L’illustre testata americana New York Times, in collaborazione con l’agenzia di stampa britannica Reuters, ha stilato la graduatoria annuale delle università più prestigiose del mondo. Il risultato non è dei più esaltanti per gli atenei italiani, il primo dei quali, quello di Bologna, si colloca appena al 226esimo posto.
Considerata la scarsezza qualitativa delle strutture, la mediocrità dei professori e dei loro insegnamenti e la mancanza di esperienza fornita agli studenti durante gli studi, la cultura dei “dott.” nazionali sarebbe aria fritta nel guazzabuglio vuoto del pressapochismo tricolore.
E, siccome pare che oggi un giudizio a stelle e strisce impressioni almeno quanto le profezie catastrofiche dei Maya, bisogna crederci perdutamente, per non rischiare un aumento dello spread anche per l’insolente miscredenza verso uno dei tanti responsi made in USA.
Prendiamo atto, dunque, che del percorso formativo affrontato dopo il liceo non resti altro che il quadretto di pergamena appeso alla parete dello studio di casa, come una sorta di premio di consolazione per una gara di vana gloria, dove l’importante è stato partecipare, dato che da vincere non c’era un bel niente.
Non importa cosa si sia imparato nel frattempo, di pari passo con le dottrine di manuali “scadenti” e le lectio magistralis di docenti nemmeno tanto illustri, perché tra i parametri di riferimento non si contemplano i fattori, per così dire, “umani” acquisiti grazie all’esperienza totalizzante dell’università .
Ciò che conta è l’involucro che incarta, non il contenuto imballato, che resta marchiato da un codice a barre e decifrato con infrarossi che riconoscono numeri di matricola, non persone.
Quello che s’impara in quegli anni, dalla capacità di riuscire ad affrontare le prime prove veramente difficili alla gestione autonoma del proprio tempo, sono elementi che cambiano abitudini e forgiano caratteri, che, nel bene e nel male, trasformano gli adolescenti di oggi negli adulti di domani.
Chi quella laurea “fuffa” l’ha conseguita con impegno sa cosa significhino gli anni pieni di caffeina, le ore passate nei gironi infernali di anime compresse chiamate aule, le cene in scatola e i pranzi rimediati alla buona, i boschi di matite temperate e le lunghe attese sfociate nelle maledizioni per l’esame sfortunato e negli «e vai!» per quello superato.
Sono ricordi che si conservano dentro, fino a “quel giorno” drogato di adrenalina, col primo libro della vita stretto tra le braccia, con l’orgoglio di mamma e papà in formato lacrima, con la toga nera e il “tocco” in testa, con le mani sudate e lo spumante stappato.
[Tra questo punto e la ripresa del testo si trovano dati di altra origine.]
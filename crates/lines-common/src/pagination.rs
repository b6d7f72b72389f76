use serde::{Deserialize, Serialize};

/// Pagination block returned alongside every list payload.
#[derive(Debug, Clone, PartialEq, Eq, Serialize, Deserialize)]
#[serde(rename_all = "camelCase")]
pub struct Pagination {
    #[serde(default = "first_page", alias = "currentPage")]
    pub page: u32,
    #[serde(default)]
    pub limit: u32,
    #[serde(default, alias = "total")]
    pub total_count: u64,
    #[serde(default)]
    pub total_pages: u32,
}

fn first_page() -> u32 {
    1
}

impl Default for Pagination {
    fn default() -> Self {
        Self {
            page: 1,
            limit: 0,
            total_count: 0,
            total_pages: 0,
        }
    }
}

impl Pagination {
    pub fn has_next(&self) -> bool {
        self.page < self.total_pages
    }

    pub fn has_prev(&self) -> bool {
        self.page > 1
    }
}

/// One page of a list endpoint after normalization.
#[derive(Debug, Clone, PartialEq, Serialize, Deserialize)]
pub struct Page<T> {
    pub items: Vec<T>,
    pub pagination: Pagination,
}

impl<T> Page<T> {
    pub fn new(items: Vec<T>, pagination: Pagination) -> Self {
        Self { items, pagination }
    }

    pub fn empty() -> Self {
        Self {
            items: Vec::new(),
            pagination: Pagination::default(),
        }
    }

    pub fn len(&self) -> usize {
        self.items.len()
    }

    pub fn is_empty(&self) -> bool {
        self.items.is_empty()
    }
}

#[cfg(test)]
mod tests {
    use super::*;

    #[test]
    fn test_pagination_accepts_current_page_alias() {
        let p: Pagination =
            serde_json::from_str(r#"{"currentPage":2,"limit":12,"total":30,"totalPages":3}"#)
                .unwrap();
        assert_eq!(p.page, 2);
        assert_eq!(p.total_count, 30);
        assert!(p.has_next());
        assert!(p.has_prev());
    }

    #[test]
    fn test_pagination_defaults_to_first_page() {
        let p: Pagination = serde_json::from_str("{}").unwrap();
        assert_eq!(p.page, 1);
        assert!(!p.has_prev());
        assert!(!p.has_next());
    }
}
Memorie nitide, riflesse sulla resa mai contemplata, per “questione di principio”, perché “ce la devo fare”, per quella forza di volontà tutta italiana, che valla a spiegare agli americani…
Poi, un giorno, arriva “la statistica” e, con la freddezza cinica di una calcolatrice che degrada la vita vissuta ad un indefinito conteggio alfanumerico, stabilisce che lo studente italiano, privo dei “money” necessari a occupare la sedia del California Insitute of Tecnology, di Harvard o della Stanford University, rimane culturalmente scarso, destinato ad arrancare tra le menti eccelse del pianeta.
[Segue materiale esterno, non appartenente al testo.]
use std::collections::BTreeMap;
use std::fmt;

/// A scalar filter value as it appears in the query string.
#[derive(Debug, Clone, PartialEq, Eq, Hash)]
pub enum FilterValue {
    Str(String),
    Int(i64),
    Bool(bool),
}

impl FilterValue {
    pub fn as_str(&self) -> Option<&str> {
        match self {
            Self::Str(s) => Some(s),
            _ => None,
        }
    }

    pub fn as_int(&self) -> Option<i64> {
        match self {
            Self::Int(n) => Some(*n),
            _ => None,
        }
    }

    pub fn as_bool(&self) -> Option<bool> {
        match self {
            Self::Bool(b) => Some(*b),
            _ => None,
        }
    }

    /// Parse `raw` as the same kind as `self`.
    fn parse_like(&self, raw: &str) -> Option<FilterValue> {
        match self {
            Self::Str(_) => Some(Self::Str(raw.to_string())),
            Self::Int(_) => raw.trim().parse().ok().map(Self::Int),
            Self::Bool(_) => match raw.trim() {
                "true" | "1" => Some(Self::Bool(true)),
                "false" | "0" => Some(Self::Bool(false)),
                _ => None,
            },
        }
    }

    /// Coerce an incoming value to the kind of `self`. Strings are parsed,
    /// mismatched scalars are rejected.
    fn coerce_like(&self, value: FilterValue) -> Option<FilterValue> {
        match (self, value) {
            (Self::Str(_), v @ Self::Str(_))
            | (Self::Int(_), v @ Self::Int(_))
            | (Self::Bool(_), v @ Self::Bool(_)) => Some(v),
            (_, Self::Str(raw)) => self.parse_like(&raw),
            _ => None,
        }
    }
}

impl fmt::Display for FilterValue {
    fn fmt(&self, f: &mut fmt::Formatter<'_>) -> fmt::Result {
        match self {
            Self::Str(s) => f.write_str(s),
            Self::Int(n) => write!(f, "{}", n),
            Self::Bool(b) => write!(f, "{}", b),
        }
    }
}

impl From<&str> for FilterValue {
    fn from(s: &str) -> Self {
        Self::Str(s.to_string())
    }
}

impl From<String> for FilterValue {
    fn from(s: String) -> Self {
        Self::Str(s)
    }
}

impl From<i64> for FilterValue {
    fn from(n: i64) -> Self {
        Self::Int(n)
    }
}

impl From<bool> for FilterValue {
    fn from(b: bool) -> Self {
        Self::Bool(b)
    }
}

/// Flat filter-name to scalar map for one page.
#[derive(Debug, Clone, Default, PartialEq, Eq)]
pub struct FilterState {
    values: BTreeMap<String, FilterValue>,
}

impl FilterState {
    pub fn new() -> Self {
        Self::default()
    }

    pub fn get(&self, name: &str) -> Option<&FilterValue> {
        self.values.get(name)
    }

    pub fn set(&mut self, name: impl Into<String>, value: impl Into<FilterValue>) {
        self.values.insert(name.into(), value.into());
    }

    pub fn str(&self, name: &str) -> &str {
        self.get(name).and_then(FilterValue::as_str).unwrap_or("")
    }

    pub fn int(&self, name: &str) -> Option<i64> {
        self.get(name).and_then(FilterValue::as_int)
    }

    pub fn bool(&self, name: &str) -> bool {
        self.get(name).and_then(FilterValue::as_bool).unwrap_or(false)
    }

    pub fn iter(&self) -> impl Iterator<Item = (&String, &FilterValue)> {
        self.values.iter()
    }

    pub fn len(&self) -> usize {
        self.values.len()
    }

    pub fn is_empty(&self) -> bool {
        self.values.is_empty()
    }
}

impl<K: Into<String>, V: Into<FilterValue>> FromIterator<(K, V)> for FilterState {
    fn from_iter<I: IntoIterator<Item = (K, V)>>(iter: I) -> Self {
        Self {
            values: iter
                .into_iter()
                .map(|(k, v)| (k.into(), v.into()))
                .collect(),
        }
    }
}

/// Declared filter fields of one page and their defaults. The default also
/// fixes each field's kind.
#[derive(Debug, Clone)]
pub struct FilterSchema {
    fields: Vec<(String, FilterValue)>,
    page_field: Option<String>,
}

impl FilterSchema {
    pub fn new() -> Self {
        Self {
            fields: Vec::new(),
            page_field: None,
        }
    }

    pub fn field(mut self, name: impl Into<String>, default: impl Into<FilterValue>) -> Self {
        self.fields.push((name.into(), default.into()));
        self
    }

    /// Declare the pagination field. It defaults to 1 and is reset whenever
    /// another field changes.
    pub fn page(mut self, name: impl Into<String>) -> Self {
        let name = name.into();
        self.fields.push((name.clone(), FilterValue::Int(1)));
        self.page_field = Some(name);
        self
    }

    pub fn page_field(&self) -> Option<&str> {
        self.page_field.as_deref()
    }

    pub fn default_of(&self, name: &str) -> Option<&FilterValue> {
        self.fields.iter().find(|(n, _)| n == name).map(|(_, d)| d)
    }

    pub fn fields(&self) -> impl Iterator<Item = (&str, &FilterValue)> {
        self.fields.iter().map(|(n, d)| (n.as_str(), d))
    }

    pub fn defaults(&self) -> FilterState {
        self.fields.iter().map(|(n, d)| (n.clone(), d.clone())).collect()
    }

    /// Pages start at 1.
    fn clamp_page(&self, name: &str, value: FilterValue) -> FilterValue {
        match value {
            FilterValue::Int(n) if n < 1 && self.page_field.as_deref() == Some(name) => {
                FilterValue::Int(1)
            }
            other => other,
        }
    }

    /// Build a state from raw query pairs. Undeclared keys are ignored,
    /// absent or unparsable values take the default.
    pub fn parse_pairs<'a>(&self, pairs: impl IntoIterator<Item = (&'a str, &'a str)>) -> FilterState {
        let raw: BTreeMap<&str, &str> = pairs.into_iter().collect();
        self.fields
            .iter()
            .map(|(name, default)| {
                let value = raw
                    .get(name.as_str())
                    .and_then(|r| default.parse_like(r))
                    .unwrap_or_else(|| default.clone());
                (name.clone(), self.clamp_page(name, value))
            })
            .collect()
    }

    /// Query pairs for `state`, in declaration order, omitting values equal
    /// to their default.
    pub fn to_pairs(&self, state: &FilterState) -> Vec<(String, String)> {
        self.fields
            .iter()
            .filter_map(|(name, default)| {
                let value = state.get(name)?;
                (value != default).then(|| (name.clone(), value.to_string()))
            })
            .collect()
    }

    /// Merge `changes` into `current`. Undeclared or ill-typed changes are
    /// dropped. When any non-page field actually changes and the changes do
    /// not set the page themselves, the page goes back to 1.
    pub fn apply(&self, current: &FilterState, changes: FilterState) -> FilterState {
        let mut next = current.clone();
        let mut filter_changed = false;
        let mut page_set = false;

        for (name, value) in changes.values {
            let Some(default) = self.default_of(&name) else {
                continue;
            };
            let Some(value) = default.coerce_like(value) else {
                continue;
            };
            let value = self.clamp_page(&name, value);
            if self.page_field.as_deref() == Some(name.as_str()) {
                page_set = true;
            } else if current.get(&name) != Some(&value) {
                filter_changed = true;
            }
            next.values.insert(name, value);
        }

        if filter_changed
            && !page_set
            && let Some(page) = &self.page_field
        {
            next.values.insert(page.clone(), FilterValue::Int(1));
        }
        next
    }
}

impl Default for FilterSchema {
    fn default() -> Self {
        Self::new()
    }
}

#[cfg(test)]
mod tests {
    use super::*;

    fn schema() -> FilterSchema {
        FilterSchema::new()
            .page("page")
            .field("category", "")
            .field("featured", false)
    }

    #[test]
    fn test_parse_pairs_applies_defaults_and_coerces() {
        let state = schema().parse_pairs([("category", "AI"), ("page", "2")]);
        assert_eq!(state.int("page"), Some(2));
        assert_eq!(state.str("category"), "AI");
        assert!(!state.bool("featured"));
    }

    #[test]
    fn test_unparsable_value_falls_back_to_default() {
        let state = schema().parse_pairs([("page", "two"), ("featured", "maybe")]);
        assert_eq!(state.int("page"), Some(1));
        assert!(!state.bool("featured"));
    }

    #[test]
    fn test_page_below_one_is_clamped() {
        let s = schema();
        assert_eq!(s.parse_pairs([("page", "-3")]).int("page"), Some(1));
        assert_eq!(s.parse_pairs([("page", "0")]).int("page"), Some(1));
        assert_eq!(s.apply(&s.defaults(), FilterState::from_iter([("page", 0i64)])).int("page"), Some(1));
        assert!(s.to_pairs(&s.parse_pairs([("page", "-3")])).is_empty());
    }

    #[test]
    fn test_undeclared_keys_are_ignored() {
        let state = schema().parse_pairs([("utm_source", "mail")]);
        assert!(state.get("utm_source").is_none());
        assert_eq!(state, schema().defaults());
    }

    #[test]
    fn test_to_pairs_omits_defaults() {
        let s = schema();
        assert!(s.to_pairs(&s.defaults()).is_empty());

        let state = s.apply(&s.defaults(), FilterState::from_iter([("featured", true)]));
        assert_eq!(s.to_pairs(&state), vec![("featured".to_string(), "true".to_string())]);
    }

    #[test]
    fn test_filter_change_resets_page() {
        let s = FilterSchema::new().page("page").field("category", "");
        let current: FilterState =
            [("page", FilterValue::Int(3)), ("category", "tech".into())].into_iter().collect();
        let next = s.apply(&current, FilterState::from_iter([("category", "science")]));
        assert_eq!(next.int("page"), Some(1));
        assert_eq!(next.str("category"), "science");
    }

    #[test]
    fn test_page_change_keeps_filters() {
        let s = schema();
        let current = s.apply(&s.defaults(), FilterState::from_iter([("category", "tech")]));
        let next = s.apply(&current, FilterState::from_iter([("page", 4i64)]));
        assert_eq!(next.int("page"), Some(4));
        assert_eq!(next.str("category"), "tech");
    }

    #[test]
    fn test_setting_same_value_does_not_reset_page() {
        let s = schema();
        let current = s.apply(
            &s.defaults(),
            [("category", FilterValue::from("tech")), ("page", FilterValue::Int(3))]
                .into_iter()
                .collect(),
        );
        let next = s.apply(&current, FilterState::from_iter([("category", "tech")]));
        assert_eq!(next.int("page"), Some(3));
    }

    #[test]
    fn test_apply_coerces_string_input() {
        let s = schema();
        let next = s.apply(&s.defaults(), FilterState::from_iter([("page", "5")]));
        assert_eq!(next.int("page"), Some(5));
        let ignored = s.apply(&s.defaults(), FilterState::from_iter([("page", true)]));
        assert_eq!(ignored.int("page"), Some(1));
    }
}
È vero, la laurea in Italia è quella “cosa” che se non ce l’hai sei un deficiente e se ce l’hai non vali comunque. Ma anche se “questo passa il convento”, tra chi spicca il volo oltreoceano e chi raggiunge le università dell’Albania per sentirsi migliore, c’è chi in Italia resta e sceglie di studiare con passione, senza per questo aderire all’ordine monastico dei “senza arte né parte” al quale le classifiche livellanti lo consegnano.